Physicians use of VBAC/TOL has changed. TOL is offered less by obstetrical providers in Utah and more repeat C/S are performed since 1999 when ACOG updated this policy guideline. This decline has been more noticeable in suburban and rural hospitals and is consistent with recent national trends. Many rural physicians are unable to comply with ACOG Practice Guideline number 5 recommendations.

摘要

背景

1999年7月,美国妇产科医师学会(ACOG)发布了关于剖宫产术后阴道分娩(VBAC)和试产(TOL)的第5号实践指南。
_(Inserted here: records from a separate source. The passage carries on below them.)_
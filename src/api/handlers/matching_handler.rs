//! Matching handlers.

use axum::{
    extract::{Path, Query, State},
    response::Json,
    routing::{get, post},
    Router,
};
use chrono::{DateTime, Utc};
use serde::{Deserialize, Serialize};
use utoipa::{IntoParams, ToSchema};
use uuid::Uuid;
use validator::Validate;

use crate::api::extractors::ValidatedJson;
use crate::api::AppState;
use crate::domain::{Matching, MatchingStatus};
use crate::errors::AppResult;
use crate::types::{Created, MatchingPage, NoContent, Paginated, PaginationParams};

/// Matching as returned by the API
#[derive(Debug, Serialize, Deserialize, ToSchema)]
pub struct MatchingResponse {
    pub id: Uuid,
    pub me_id: Uuid,
    pub partner_id: Uuid,
    pub status: MatchingStatus,
    pub created_at: DateTime<Utc>,
    pub updated_at: DateTime<Utc>,
}

impl From<Matching> for MatchingResponse {
    fn from(matching: Matching) -> Self {
        Self {
            id: matching.id,
            me_id: matching.me_id,
            partner_id: matching.partner_id,
            status: matching.status,
            created_at: matching.created_at,
            updated_at: matching.updated_at,
        }
    }
}

/// The two users of a matching, in the direction it was created
#[derive(Debug, Deserialize, Validate, ToSchema)]
pub struct ParticipantsRequest {
    pub me_id: Uuid,
    pub partner_id: Uuid,
}

#[derive(Debug, Deserialize, IntoParams)]
#[into_params(parameter_in = Query)]
pub struct ListMatchingsQuery {
    /// Participant on either side
    pub user_id: Uuid,
    pub limit: Option<u64>,
    pub offset: Option<u64>,
}

/// Create matching routes
pub fn matching_routes() -> Router<AppState> {
    Router::new()
        .route("/", get(list_matchings).post(create_matching))
        .route("/accept", post(accept_matching))
        .route("/reject", post(reject_matching))
        .route("/:id", get(get_matching).delete(delete_matching))
}

/// Start a matching
#[utoipa::path(
    post,
    path = "/api/v1/matchings",
    tag = "Matchings",
    request_body = ParticipantsRequest,
    responses(
        (status = 201, description = "Matching created", body = MatchingResponse),
        (status = 404, description = "User not found"),
        (status = 409, description = "Same user or matching already exists")
    )
)]
pub async fn create_matching(
    State(state): State<AppState>,
    ValidatedJson(payload): ValidatedJson<ParticipantsRequest>,
) -> AppResult<Created<MatchingResponse>> {
    let matching = state
        .matching_service
        .create(payload.me_id, payload.partner_id)
        .await?;
    Ok(Created(MatchingResponse::from(matching)))
}

/// Accept a pending matching
#[utoipa::path(
    post,
    path = "/api/v1/matchings/accept",
    tag = "Matchings",
    request_body = ParticipantsRequest,
    responses(
        (status = 200, description = "Matching accepted", body = MatchingResponse),
        (status = 404, description = "Matching not found"),
        (status = 409, description = "Matching is not pending")
    )
)]
pub async fn accept_matching(
    State(state): State<AppState>,
    ValidatedJson(payload): ValidatedJson<ParticipantsRequest>,
) -> AppResult<Json<MatchingResponse>> {
    let matching = state
        .matching_service
        .accept(payload.me_id, payload.partner_id)
        .await?;
    Ok(Json(MatchingResponse::from(matching)))
}

/// Reject a pending matching
#[utoipa::path(
    post,
    path = "/api/v1/matchings/reject",
    tag = "Matchings",
    request_body = ParticipantsRequest,
    responses(
        (status = 200, description = "Matching rejected", body = MatchingResponse),
        (status = 404, description = "Matching not found"),
        (status = 409, description = "Matching is not pending")
    )
)]
pub async fn reject_matching(
    State(state): State<AppState>,
    ValidatedJson(payload): ValidatedJson<ParticipantsRequest>,
) -> AppResult<Json<MatchingResponse>> {
    let matching = state
        .matching_service
        .reject(payload.me_id, payload.partner_id)
        .await?;
    Ok(Json(MatchingResponse::from(matching)))
}

/// List a user's matchings
#[utoipa::path(
    get,
    path = "/api/v1/matchings",
    tag = "Matchings",
    params(ListMatchingsQuery),
    responses(
        (status = 200, description = "Page of matchings", body = MatchingPage)
    )
)]
pub async fn list_matchings(
    State(state): State<AppState>,
    Query(query): Query<ListMatchingsQuery>,
) -> AppResult<Json<Paginated<MatchingResponse>>> {
    let page = PaginationParams {
        limit: query.limit,
        offset: query.offset,
    };
    let (limit, offset) = (page.limit(), page.offset());
    let matchings = state
        .matching_service
        .list(query.user_id, limit, offset)
        .await?;

    Ok(Json(Paginated::new(
        matchings.into_iter().map(MatchingResponse::from).collect(),
        limit,
        offset,
    )))
}

/// Get matching by ID
#[utoipa::path(
    get,
    path = "/api/v1/matchings/{id}",
    tag = "Matchings",
    params(
        ("id" = Uuid, Path, description = "Matching ID")
    ),
    responses(
        (status = 200, description = "Matching", body = MatchingResponse),
        (status = 404, description = "Matching not found")
    )
)]
pub async fn get_matching(
    State(state): State<AppState>,
    Path(id): Path<Uuid>,
) -> AppResult<Json<MatchingResponse>> {
    let matching = state.matching_service.get(id).await?;
    Ok(Json(MatchingResponse::from(matching)))
}

/// Delete a matching
#[utoipa::path(
    delete,
    path = "/api/v1/matchings/{id}",
    tag = "Matchings",
    params(
        ("id" = Uuid, Path, description = "Matching ID")
    ),
    responses(
        (status = 204, description = "Matching deleted"),
        (status = 404, description = "Matching not found")
    )
)]
pub async fn delete_matching(
    State(state): State<AppState>,
    Path(id): Path<Uuid>,
) -> AppResult<NoContent> {
    state.matching_service.delete(id).await?;
    Ok(NoContent)
}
这份更新后的指南建议,在试产过程中若出现罕见并发症,要有医生随时待命。我们研究了这一新指南对犹他州医生的VBAC/ TOL实践的影响。

目的

1)探究医生对ACOG第5号实践指南的了解情况;2)评估医生在过去12个月中VBAC实践的变化;3)按农村、郊区和城市地区评估医生遵守ACOG第5号实践指南建议的能力。

方法

2001年春季,我们通过邮件对犹他州所有从事产科工作的医生进行了调查。问题包括人口统计学信息、医院数据、VBAC/ TOL实践模式以及对ACOG第5号实践指南的知晓情况。根据医生的主要分娩医院将其分为城市、郊区或农村医生。

结果

我们发现97%的产科医生和79%的家庭医生知晓ACOG第5号实践指南。所有医生中有45%报告在过去12个月中VBAC实践有所减少。城市医生对VBAC/ TOL的使用减少最少,其次是农村和郊区医生。87%的医生在试产期间能“立即”进行剖宫产:城市医生为100%,郊区为88%,农村医生为76%。急诊剖宫产在城市医院最快,郊区较慢,农村医院最慢。

结论

医生对VBAC/ TOL的使用发生了变化。自1999年ACOG更新该政策指南以来,犹他州产科医生提供的试产减少,剖宫产更多。这种减少在郊区和农村医院更为明显,与近期全国趋势一致。许多农村医生无法遵守ACOG第5号实践指南的建议。